> RECORDS
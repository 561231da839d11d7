//! Extraction request parameters and page-span resolution.

use std::ops::Range;

use crate::error::PdfError;
use crate::keywords::KeywordFilter;

/// What to extract from a document.
///
/// Page indices are 0-based. `end_page` is exclusive, so the scanned span is
/// `[start_page, min(end_page, page_count))`. Omitted bounds default to the
/// start and end of the document.
#[derive(Debug, Clone, Default, PartialEq, Eq)]
#[cfg_attr(feature = "serde", derive(serde::Serialize, serde::Deserialize))]
pub struct ExtractionRequest {
    /// Keywords a page must contain (any one of them) to be included.
    pub keywords: Option<KeywordFilter>,
    /// First page to scan (0-indexed).
    pub start_page: Option<usize>,
    /// Page at which scanning stops (0-indexed, exclusive).
    pub end_page: Option<usize>,
}

impl ExtractionRequest {
    /// A request covering every page with no keyword filter.
    pub fn new() -> Self {
        Self::default()
    }

    /// Restrict the request to pages containing any of `keywords`.
    pub fn with_keywords(mut self, keywords: KeywordFilter) -> Self {
        self.keywords = Some(keywords);
        self
    }

    /// Restrict the request to pages `[start, end)`.
    pub fn with_pages(mut self, start: usize, end: usize) -> Self {
        self.start_page = Some(start);
        self.end_page = Some(end);
        self
    }

    /// Set only the first page to scan.
    pub fn starting_at(mut self, start: usize) -> Self {
        self.start_page = Some(start);
        self
    }

    /// Set only the page at which scanning stops.
    pub fn ending_at(mut self, end: usize) -> Self {
        self.end_page = Some(end);
        self
    }

    /// Check the bounds without reference to any document.
    ///
    /// # Errors
    ///
    /// Returns [`PdfError::RangeError`] if both bounds are set and
    /// `start_page > end_page`.
    pub fn validate(&self) -> Result<(), PdfError> {
        if let (Some(start), Some(end)) = (self.start_page, self.end_page) {
            if start > end {
                return Err(PdfError::RangeError { start, end });
            }
        }
        Ok(())
    }

    /// Resolve the request against a document with `page_count` pages.
    ///
    /// The returned range may be empty, e.g. when `start_page` lies beyond
    /// the last page; that is not an error.
    ///
    /// # Errors
    ///
    /// Returns [`PdfError::RangeError`] if `start_page > end_page`.
    pub fn page_span(&self, page_count: usize) -> Result<Range<usize>, PdfError> {
        self.validate()?;
        let start = self.start_page.unwrap_or(0);
        let end = self.end_page.unwrap_or(page_count).min(page_count);
        // start may exceed the clamped end; collapse to an empty range.
        Ok(start.min(end)..end)
    }

    /// The keyword filter, treating an absent filter as the empty one.
    pub fn filter(&self) -> Option<&KeywordFilter> {
        self.keywords.as_ref().filter(|f| !f.is_empty())
    }
}
//! PDF fixtures for CLI tests, written to temporary files.

#![allow(dead_code)]

use std::io::Write;

use lopdf::{Object, Stream, StringFormat, dictionary};
use tempfile::NamedTempFile;

/// Create a multi-page PDF. Each page has a single line of text.
pub fn pdf_with_pages(texts: &[&str]) -> Vec<u8> {
    let mut doc = lopdf::Document::with_version("1.5");

    let font_id = doc.add_object(dictionary! {
        "Type" => "Font",
        "Subtype" => "Type1",
        "BaseFont" => "Helvetica",
    });

    let mut page_ids = Vec::new();
    for text in texts {
        let content = format!("BT /F1 12 Tf 72 720 Td ({text}) Tj ET");
        let content_id = doc.add_object(Stream::new(dictionary! {}, content.into_bytes()));
        page_ids.push(doc.add_object(dictionary! {
            "Type" => "Page",
            "MediaBox" => vec![0.into(), 0.into(), 612.into(), 792.into()],
            "Contents" => Object::Reference(content_id),
            "Resources" => dictionary! {
                "Font" => dictionary! { "F1" => Object::Reference(font_id) },
            },
        }));
    }

    let kids: Vec<Object> = page_ids.iter().map(|id| Object::Reference(*id)).collect();
    let pages_id = doc.add_object(dictionary! {
        "Type" => "Pages",
        "Kids" => kids,
        "Count" => Object::Integer(texts.len() as i64),
    });
    for &pid in &page_ids {
        if let Ok(page_obj) = doc.get_object_mut(pid) {
            if let Ok(dict) = page_obj.as_dict_mut() {
                dict.set("Parent", Object::Reference(pages_id));
            }
        }
    }

    let catalog_id = doc.add_object(dictionary! {
        "Type" => "Catalog",
        "Pages" => Object::Reference(pages_id),
    });
    doc.trailer.set("Root", Object::Reference(catalog_id));

    let info_id = doc.add_object(dictionary! {
        "Title" => Object::String(b"Eco-friendly Pesticide".to_vec(), StringFormat::Literal),
        "Author" => Object::String(b"Materials Lab".to_vec(), StringFormat::Literal),
    });
    doc.trailer.set("Info", Object::Reference(info_id));

    let mut buf = Vec::new();
    doc.save_to(&mut buf).unwrap();
    buf
}

/// Write PDF bytes to a temporary `.pdf` file.
pub fn write_temp_pdf(bytes: &[u8]) -> NamedTempFile {
    let mut f = tempfile::Builder::new().suffix(".pdf").tempfile().unwrap();
    f.write_all(bytes).unwrap();
    f.flush().unwrap();
    f
}

/// The three-page document used across CLI tests.
pub fn sample_pdf() -> NamedTempFile {
    write_temp_pdf(&pdf_with_pages(&[
        "Alpha experiment",
        "Beta results",
        "Gamma alpha summary",
    ]))
}
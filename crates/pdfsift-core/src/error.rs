//! Error and option types for pdfsift.
//!
//! Provides [`PdfError`] for failures that stop an extraction, and
//! [`ExtractOptions`] for the caller-imposed resource caps checked before
//! any page is read.

use std::fmt;

/// Fatal error types for PDF text extraction.
///
/// Every failure is surfaced to the caller; nothing is retried or
/// downgraded to a partial result.
#[derive(Debug, Clone, PartialEq)]
pub enum PdfError {
    /// The document bytes are missing, empty, or not a readable PDF.
    InputError(String),
    /// The parser could not decode the text of a page.
    ParseError(String),
    /// The requested start page lies after the requested end page.
    RangeError {
        /// Requested start page (0-indexed).
        start: usize,
        /// Requested end page (0-indexed, exclusive).
        end: usize,
    },
    /// A configured resource limit was exceeded.
    ResourceLimitExceeded {
        /// Name of the limit that was exceeded (e.g., "max_input_bytes").
        limit_name: String,
        /// The configured limit value.
        limit_value: usize,
        /// The actual value that exceeded the limit.
        actual_value: usize,
    },
    /// The PDF is encrypted and cannot be read without a password.
    PasswordRequired,
}

impl fmt::Display for PdfError {
    fn fmt(&self, f: &mut fmt::Formatter<'_>) -> fmt::Result {
        match self {
            PdfError::InputError(msg) => write!(f, "input error: {msg}"),
            PdfError::ParseError(msg) => write!(f, "parse error: {msg}"),
            PdfError::RangeError { start, end } => {
                write!(f, "invalid page range: start page {start} is after end page {end}")
            }
            PdfError::ResourceLimitExceeded {
                limit_name,
                limit_value,
                actual_value,
            } => write!(
                f,
                "resource limit exceeded: {limit_name} (limit: {limit_value}, actual: {actual_value})"
            ),
            PdfError::PasswordRequired => write!(f, "PDF is encrypted and requires a password"),
        }
    }
}

impl std::error::Error for PdfError {}

impl From<std::io::Error> for PdfError {
    fn from(err: std::io::Error) -> Self {
        PdfError::InputError(err.to_string())
    }
}

/// Caller-imposed bounds on the documents an extraction will accept.
///
/// Both limits are off by default. They are checked once when the document
/// is opened, before any page text is decoded.
#[derive(Debug, Clone, Default, PartialEq, Eq)]
#[cfg_attr(feature = "serde", derive(serde::Serialize, serde::Deserialize))]
pub struct ExtractOptions {
    /// Maximum input PDF size in bytes (default: None = no limit).
    pub max_input_bytes: Option<usize>,
    /// Maximum number of pages in the document (default: None = no limit).
    pub max_pages: Option<usize>,
}

impl ExtractOptions {
    /// Fail if `len` input bytes exceeds `max_input_bytes`.
    pub fn check_input_bytes(&self, len: usize) -> Result<(), PdfError> {
        check_limit("max_input_bytes", self.max_input_bytes, len)
    }

    /// Fail if `page_count` exceeds `max_pages`.
    pub fn check_page_count(&self, page_count: usize) -> Result<(), PdfError> {
        check_limit("max_pages", self.max_pages, page_count)
    }
}

fn check_limit(name: &str, limit: Option<usize>, actual: usize) -> Result<(), PdfError> {
    match limit {
        Some(limit) if actual > limit => Err(PdfError::ResourceLimitExceeded {
            limit_name: name.to_string(),
            limit_value: limit,
            actual_value: actual,
        }),
        _ => Ok(()),
    }
}
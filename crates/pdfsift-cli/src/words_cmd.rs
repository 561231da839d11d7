use pdfsift::word_frequencies;

use crate::cli::{ExtractArgs, TextFormat};
use crate::shared::run_extraction;

pub fn run(args: &ExtractArgs, top: usize, format: &TextFormat) -> Result<(), i32> {
    let (_, _, text) = run_extraction(args)?;
    let words = word_frequencies(&text, top);

    match format {
        TextFormat::Text => {
            println!("word\tcount");
            for w in &words {
                println!("{}\t{}", w.word, w.count);
            }
        }
        TextFormat::Json => {
            let json = serde_json::to_string(&words).map_err(|e| {
                eprintln!("Error: failed to encode JSON: {e}");
                1
            })?;
            println!("{json}");
        }
    }

    Ok(())
}
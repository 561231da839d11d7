//! Case-insensitive keyword filtering of whole-page text.

/// A set of keywords deciding whether a page is included.
///
/// Keywords are stored lowercased and deduplicated. Matching is plain
/// substring containment against the lowercased page text: there is no
/// tokenization, stemming, or word-boundary logic. A filter with no
/// keywords matches every page.
#[derive(Debug, Clone, Default, PartialEq, Eq)]
#[cfg_attr(
    feature = "serde",
    derive(serde::Serialize, serde::Deserialize),
    serde(from = "RawKeywordFilter")
)]
pub struct KeywordFilter {
    keywords: Vec<String>,
}

/// Wire form of [`KeywordFilter`]; deserialized keywords are normalized
/// through [`KeywordFilter::new`].
#[cfg(feature = "serde")]
#[derive(serde::Deserialize)]
struct RawKeywordFilter {
    keywords: Vec<String>,
}

#[cfg(feature = "serde")]
impl From<RawKeywordFilter> for KeywordFilter {
    fn from(raw: RawKeywordFilter) -> Self {
        Self::new(raw.keywords)
    }
}

impl KeywordFilter {
    /// Build a filter from individual keywords.
    ///
    /// Each keyword is lowercased; entries that are empty or all whitespace
    /// are dropped. Surrounding spaces are kept, so `" acid"` only matches
    /// text where a space precedes `acid`.
    pub fn new<I, S>(keywords: I) -> Self
    where
        I: IntoIterator<Item = S>,
        S: AsRef<str>,
    {
        let mut out: Vec<String> = Vec::new();
        for kw in keywords {
            let kw = kw.as_ref();
            if kw.trim().is_empty() {
                continue;
            }
            let kw = kw.to_lowercase();
            if !out.contains(&kw) {
                out.push(kw);
            }
        }
        Self { keywords: out }
    }

    /// Parse a comma-separated keyword list such as `"alpha, beta"`.
    ///
    /// Each item is trimmed before being added.
    pub fn parse(input: &str) -> Self {
        Self::new(input.split(',').map(str::trim))
    }

    /// Returns `true` if the filter holds no keywords and so accepts every page.
    pub fn is_empty(&self) -> bool {
        self.keywords.is_empty()
    }

    /// The normalized keywords, in first-seen order.
    pub fn keywords(&self) -> &[String] {
        &self.keywords
    }

    /// Returns `true` if `text` contains at least one keyword, ignoring case.
    pub fn matches(&self, text: &str) -> bool {
        if self.keywords.is_empty() {
            return true;
        }
        let haystack = text.to_lowercase();
        self.keywords.iter().any(|kw| haystack.contains(kw.as_str()))
    }
}
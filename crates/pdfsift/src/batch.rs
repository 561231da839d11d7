//! One-shot and multi-document extraction.

use pdfsift_core::{ExtractionRequest, PdfError};

use crate::Pdf;

/// Open `bytes` with default options and extract the pages selected by `request`.
///
/// # Errors
///
/// Any error from [`Pdf::open`] or [`Pdf::extract`].
pub fn extract(bytes: &[u8], request: &ExtractionRequest) -> Result<String, PdfError> {
    Pdf::open(bytes, None)?.extract(request)
}

/// Apply the same request to several independent documents.
///
/// Returns one result per document, in input order. A failure in one
/// document does not affect the others. With the `parallel` feature the
/// documents are processed concurrently on the rayon pool.
pub fn extract_batch(
    documents: &[&[u8]],
    request: &ExtractionRequest,
) -> Vec<Result<String, PdfError>> {
    tracing::debug!(documents = documents.len(), "batch extraction");

    #[cfg(feature = "parallel")]
    let results: Vec<_> = {
        use rayon::prelude::*;

        documents
            .par_iter()
            .map(|bytes| extract(bytes, request))
            .collect()
    };

    #[cfg(not(feature = "parallel"))]
    let results: Vec<_> = documents
        .iter()
        .map(|bytes| extract(bytes, request))
        .collect();

    results
}
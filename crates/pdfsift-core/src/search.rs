//! Highlighting a search term within extracted text.

use regex::Regex;

/// Marker placed on both sides of every highlighted occurrence.
pub const HIGHLIGHT_MARK: &str = "**";

/// Options controlling highlighting.
#[derive(Debug, Clone)]
#[cfg_attr(feature = "serde", derive(serde::Serialize, serde::Deserialize))]
pub struct HighlightOptions {
    /// Whether the term must match case exactly (default: `true`).
    pub case_sensitive: bool,
}

impl Default for HighlightOptions {
    fn default() -> Self {
        Self {
            case_sensitive: true,
        }
    }
}

/// Wrap every literal occurrence of `term` in `text` with [`HIGHLIGHT_MARK`].
///
/// The term is never interpreted as a pattern. Matched text keeps its
/// original case, so a case-insensitive search for `alpha` turns `Alpha`
/// into `**Alpha**`. An empty term returns `text` unchanged.
pub fn highlight(text: &str, term: &str, options: &HighlightOptions) -> String {
    if term.is_empty() {
        return text.to_string();
    }
    if options.case_sensitive {
        return text.replace(term, &format!("{HIGHLIGHT_MARK}{term}{HIGHLIGHT_MARK}"));
    }

    let pattern = format!("(?i){}", regex::escape(term));
    match Regex::new(&pattern) {
        Ok(re) => re
            .replace_all(text, |caps: &regex::Captures<'_>| {
                format!("{HIGHLIGHT_MARK}{}{HIGHLIGHT_MARK}", &caps[0])
            })
            .into_owned(),
        // An escaped literal only fails to compile past the size limit.
        Err(_) => text.to_string(),
    }
}

/// Count literal occurrences of `term` in `text`.
pub fn count_occurrences(text: &str, term: &str, options: &HighlightOptions) -> usize {
    if term.is_empty() {
        return 0;
    }
    if options.case_sensitive {
        text.matches(term).count()
    } else {
        text.to_lowercase().matches(&term.to_lowercase()).count()
    }
}
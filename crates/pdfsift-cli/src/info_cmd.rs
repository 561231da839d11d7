use std::path::Path;

use crate::cli::TextFormat;
use crate::shared::open_pdf;

/// Human-readable labels for metadata fields, in display order.
fn label(field: &str) -> &'static str {
    match field {
        "title" => "Title",
        "author" => "Author",
        "subject" => "Subject",
        "keywords" => "Keywords",
        "creator" => "Creator",
        "producer" => "Producer",
        "creation_date" => "Creation Date",
        "mod_date" => "Modification Date",
        _ => "Other",
    }
}

pub fn run(file: &Path, format: &TextFormat) -> Result<(), i32> {
    let pdf = open_pdf(file, None)?;
    let metadata = pdf.metadata();

    match format {
        TextFormat::Text => {
            for (field, value) in metadata.fields() {
                println!("{}: {}", label(field), value.unwrap_or("N/A"));
            }
            println!("Pages: {}", pdf.page_count());
        }
        TextFormat::Json => {
            let output = serde_json::json!({
                "metadata": metadata,
                "pages": pdf.page_count(),
            });
            let json = serde_json::to_string_pretty(&output).map_err(|e| {
                eprintln!("Error: failed to encode JSON: {e}");
                1
            })?;
            println!("{json}");
        }
    }

    Ok(())
}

> PROBLEM DESCRIPTION
The word "HighlightOptions" appears in some lines of the data. Copy every one of those lines.

> OUTPUT OF THE EXERCISE
pub struct HighlightOptions {
impl Default for HighlightOptions {
pub fn highlight(text: &str, term: &str, options: &HighlightOptions) -> String {
pub fn count_occurrences(text: &str, term: &str, options: &HighlightOptions) -> usize {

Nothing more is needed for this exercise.